RECORD EXCERPTS: Begin

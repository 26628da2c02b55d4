//! Ordered accumulation of product records

use crate::records::ProductRecord;
use std::collections::HashSet;

/// How the sink treats a record whose URL was already appended
#[derive(Debug, Clone, Copy, Default, PartialEq, Eq)]
pub enum DedupPolicy {
    /// Every appended record is kept
    #[default]
    KeepAll,

    /// Only the first record seen for a URL is kept
    FirstByUrl,
}

/// Accumulates product records in insertion order
///
/// The orchestrator appends in (page, listing position) order, so the
/// exported sequence follows that order as well.
#[derive(Debug, Default)]
pub struct RecordSink {
    records: Vec<ProductRecord>,
    seen: HashSet<String>,
    policy: DedupPolicy,
    duplicates_dropped: usize,
}

impl RecordSink {
    pub fn new(policy: DedupPolicy) -> Self {
        Self {
            policy,
            ..Self::default()
        }
    }

    /// Appends a record
    ///
    /// Returns false when the record was dropped as a duplicate.
    pub fn append(&mut self, record: ProductRecord) -> bool {
        if self.policy == DedupPolicy::FirstByUrl && !self.seen.insert(record.url.clone()) {
            tracing::debug!("Dropping duplicate record for {}", record.url);
            self.duplicates_dropped += 1;
            return false;
        }

        self.records.push(record);
        true
    }

    /// The records appended so far, in insertion order
    pub fn export(&self) -> &[ProductRecord] {
        &self.records
    }

    pub fn into_records(self) -> Vec<ProductRecord> {
        self.records
    }

    pub fn len(&self) -> usize {
        self.records.len()
    }

    pub fn is_empty(&self) -> bool {
        self.records.is_empty()
    }

    pub fn duplicates_dropped(&self) -> usize {
        self.duplicates_dropped
    }
}
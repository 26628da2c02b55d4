//! Detail stage
//!
//! Fans a page's detail URLs out as one task per URL and collects the results
//! keyed by URL.
//!
//! # Concurrency
//!
//! - At most `concurrency_limit` fetches are in flight; a finished task makes
//!   room for the next pending URL
//! - Each URL gets its own task, so each key is written at most once
//! - A failed or panicked fetch only affects its own URL
//! - Completion order is arbitrary, callers join on the key

use crate::crawler::{FetchError, PageFetcher};
use crate::records::SecondaryAttributes;
use crate::schema::ExtractionSchema;
use std::collections::{HashMap, HashSet};
use std::sync::Arc;
use std::time::Duration;
use tokio::task::JoinSet;

/// Per-URL outcome of a detail batch
pub type DetailResults = HashMap<String, Result<SecondaryAttributes, FetchError>>;

type DetailTaskOutput = (String, Result<SecondaryAttributes, FetchError>);

/// Fetches and extracts detail pages under bounded concurrency
pub struct DetailStage {
    fetcher: Arc<dyn PageFetcher>,
    schema: Arc<dyn ExtractionSchema>,
    timeout: Duration,
}

impl DetailStage {
    pub fn new(
        fetcher: Arc<dyn PageFetcher>,
        schema: Arc<dyn ExtractionSchema>,
        timeout: Duration,
    ) -> Self {
        Self {
            fetcher,
            schema,
            timeout,
        }
    }

    /// Fetches every URL in `urls` with at most `concurrency_limit` in flight
    ///
    /// Duplicate URLs are fetched once. A task that panics loses only its own
    /// URL, which is then absent from the returned map.
    pub async fn fetch_details<I>(&self, urls: I, concurrency_limit: usize) -> DetailResults
    where
        I: IntoIterator<Item = String>,
    {
        let mut seen = HashSet::new();
        let pending: Vec<String> = urls
            .into_iter()
            .filter(|url| seen.insert(url.clone()))
            .collect();

        if pending.is_empty() {
            return HashMap::new();
        }

        let total = pending.len();
        let in_flight_limit = concurrency_limit.clamp(1, total);
        tracing::debug!(
            "Fetching {} detail pages, {} at a time",
            total,
            in_flight_limit
        );

        let mut pending = pending.into_iter();
        let mut tasks = JoinSet::new();
        let mut results = HashMap::with_capacity(total);

        for url in pending.by_ref().take(in_flight_limit) {
            self.spawn_fetch(&mut tasks, url);
        }

        while let Some(joined) = tasks.join_next().await {
            match joined {
                Ok((url, outcome)) => {
                    if let Err(e) = &outcome {
                        tracing::warn!("Detail fetch failed: {}", e);
                    }
                    results.insert(url, outcome);
                }
                Err(e) => tracing::error!("Detail fetch task terminated abnormally: {}", e),
            }

            if let Some(url) = pending.next() {
                self.spawn_fetch(&mut tasks, url);
            }
        }

        results
    }

    fn spawn_fetch(&self, tasks: &mut JoinSet<DetailTaskOutput>, url: String) {
        let fetcher = Arc::clone(&self.fetcher);
        let schema = Arc::clone(&self.schema);
        let timeout = self.timeout;

        tasks.spawn(async move {
            let outcome = match fetcher.fetch(&url, timeout).await {
                Ok(raw) => Ok(schema.parse_detail(&raw.text())),
                Err(e) => Err(e),
            };
            (url, outcome)
        });
    }
}
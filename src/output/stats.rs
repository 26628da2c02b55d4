//! Statistics derived from a crawl report
//!
//! This module summarizes how each part of the records resolved and
//! prints the summary once the crawl has finished.

use crate::crawler::{CrawlReport, FetchError, ImageError, TerminationKind};
use crate::records::{DetailOutcome, ImageOutcome};
use std::collections::HashMap;

/// Crawl statistics summary
#[derive(Debug, Clone)]
pub struct CrawlStatistics {
    /// Listing pages that produced records
    pub pages_crawled: u32,

    /// Records in the sink
    pub total_records: usize,

    /// Records whose detail page was parsed
    pub details_resolved: usize,

    /// Records whose detail page could not be fetched
    pub detail_failures: usize,

    /// Records for which no detail result came back
    pub details_missing: usize,

    /// Fetch failures by kind ("timeout", "non_success_status", "unreachable")
    pub failures_by_kind: HashMap<&'static str, usize>,

    pub images_stored: usize,
    pub image_failures: usize,

    /// Listing entries skipped because they had no usable link
    pub malformed_items: usize,

    pub duplicates_dropped: usize,

    pub duration_seconds: i64,

    pub termination: String,
    pub clean: bool,
}

impl CrawlStatistics {
    /// Tallies the outcomes recorded in `report`
    pub fn from_report(report: &CrawlReport) -> Self {
        let mut stats = Self {
            pages_crawled: report.pages_crawled,
            total_records: report.record_count(),
            details_resolved: 0,
            detail_failures: 0,
            details_missing: 0,
            failures_by_kind: HashMap::new(),
            images_stored: 0,
            image_failures: 0,
            malformed_items: report.malformed_items,
            duplicates_dropped: report.duplicates_dropped,
            duration_seconds: (report.finished_at - report.started_at).num_seconds(),
            termination: report.termination.to_string(),
            clean: report.termination.kind() == TerminationKind::Clean,
        };

        for record in &report.records {
            match &record.detail {
                DetailOutcome::Resolved(_) => stats.details_resolved += 1,
                DetailOutcome::Failed(error) => {
                    stats.detail_failures += 1;
                    stats.count_failure(error);
                }
                DetailOutcome::Missing => stats.details_missing += 1,
            }

            match &record.image {
                ImageOutcome::Stored(_) => stats.images_stored += 1,
                ImageOutcome::Failed(ImageError::Fetch(error)) => {
                    stats.image_failures += 1;
                    stats.count_failure(error);
                }
                ImageOutcome::Failed(_) => stats.image_failures += 1,
                ImageOutcome::Remote(_) | ImageOutcome::Missing => {}
            }
        }

        stats
    }

    fn count_failure(&mut self, error: &FetchError) {
        *self.failures_by_kind.entry(error.kind_label()).or_insert(0) += 1;
    }
}

/// Prints statistics to stdout in a formatted manner
///
/// # Arguments
///
/// * `stats` - The statistics to display
pub fn print_statistics(stats: &CrawlStatistics) {
    println!("=== Harvest Statistics ===\n");

    println!("Overview:");
    println!("  Pages crawled: {}", stats.pages_crawled);
    println!("  Records: {}", stats.total_records);
    println!("  Duration: {}s", stats.duration_seconds);
    println!("  Termination: {}", stats.termination);
    println!();

    println!("Details:");
    println!("  Resolved: {}", stats.details_resolved);
    println!("  Failed: {}", stats.detail_failures);
    println!("  Missing: {}", stats.details_missing);
    println!();

    println!("Images:");
    println!("  Stored: {}", stats.images_stored);
    println!("  Failed: {}", stats.image_failures);

    if !stats.failures_by_kind.is_empty() {
        println!();
        println!("Fetch Failures by Kind:");
        let mut kinds: Vec<_> = stats.failures_by_kind.iter().collect();
        kinds.sort_by(|a, b| b.1.cmp(a.1).then(a.0.cmp(b.0)));
        for (kind, count) in kinds {
            println!("  {}: {}", kind, count);
        }
    }

    if stats.malformed_items > 0 || stats.duplicates_dropped > 0 {
        println!();
        println!("Skipped:");
        println!("  Malformed listing entries: {}", stats.malformed_items);
        println!("  Duplicate records: {}", stats.duplicates_dropped);
    }
}
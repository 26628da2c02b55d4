//! Extraction schemas
//!
//! An extraction schema maps raw page content to structured fields. The crawl
//! pipeline only depends on the [`ExtractionSchema`] trait; which markup holds
//! which attribute is entirely the schema's business.
//!
//! Schemas are total: a missing field becomes an "unknown" marker or `None`,
//! never an error. The one exception is a listing entry without a usable
//! detail link, which cannot be keyed and is reported as a [`ParseError`].

mod selectors;

pub use selectors::{resolve_link, SelectorSchema};

use crate::records::{PartialRecord, SecondaryAttributes};
use thiserror::Error;
use url::Url;

/// A listing entry that could not be turned into a record
#[derive(Debug, Clone, PartialEq, Eq, Error)]
pub enum ParseError {
    #[error("item {position} has no detail link")]
    MissingLink { position: usize },

    #[error("item {position} has an unusable detail link '{href}'")]
    UnresolvableLink { position: usize, href: String },
}

/// Maps raw listing and detail content to structured records
pub trait ExtractionSchema: Send + Sync {
    /// Extracts the entries of a listing page, in page order
    ///
    /// Every item entry found on the page yields exactly one element, so an
    /// empty result means the page had no items at all.
    fn parse_listing(
        &self,
        raw: &str,
        base_url: &Url,
        page_index: u32,
    ) -> Vec<Result<PartialRecord, ParseError>>;

    /// Extracts the secondary attributes of a detail page
    fn parse_detail(&self, raw: &str) -> SecondaryAttributes;
}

RECORD EXCERPTS: End

**WHAT IS BEING ASKED:** Work out how many lines in the data hold the word "type"; reply with the number alone.

**RESPONSE:** 2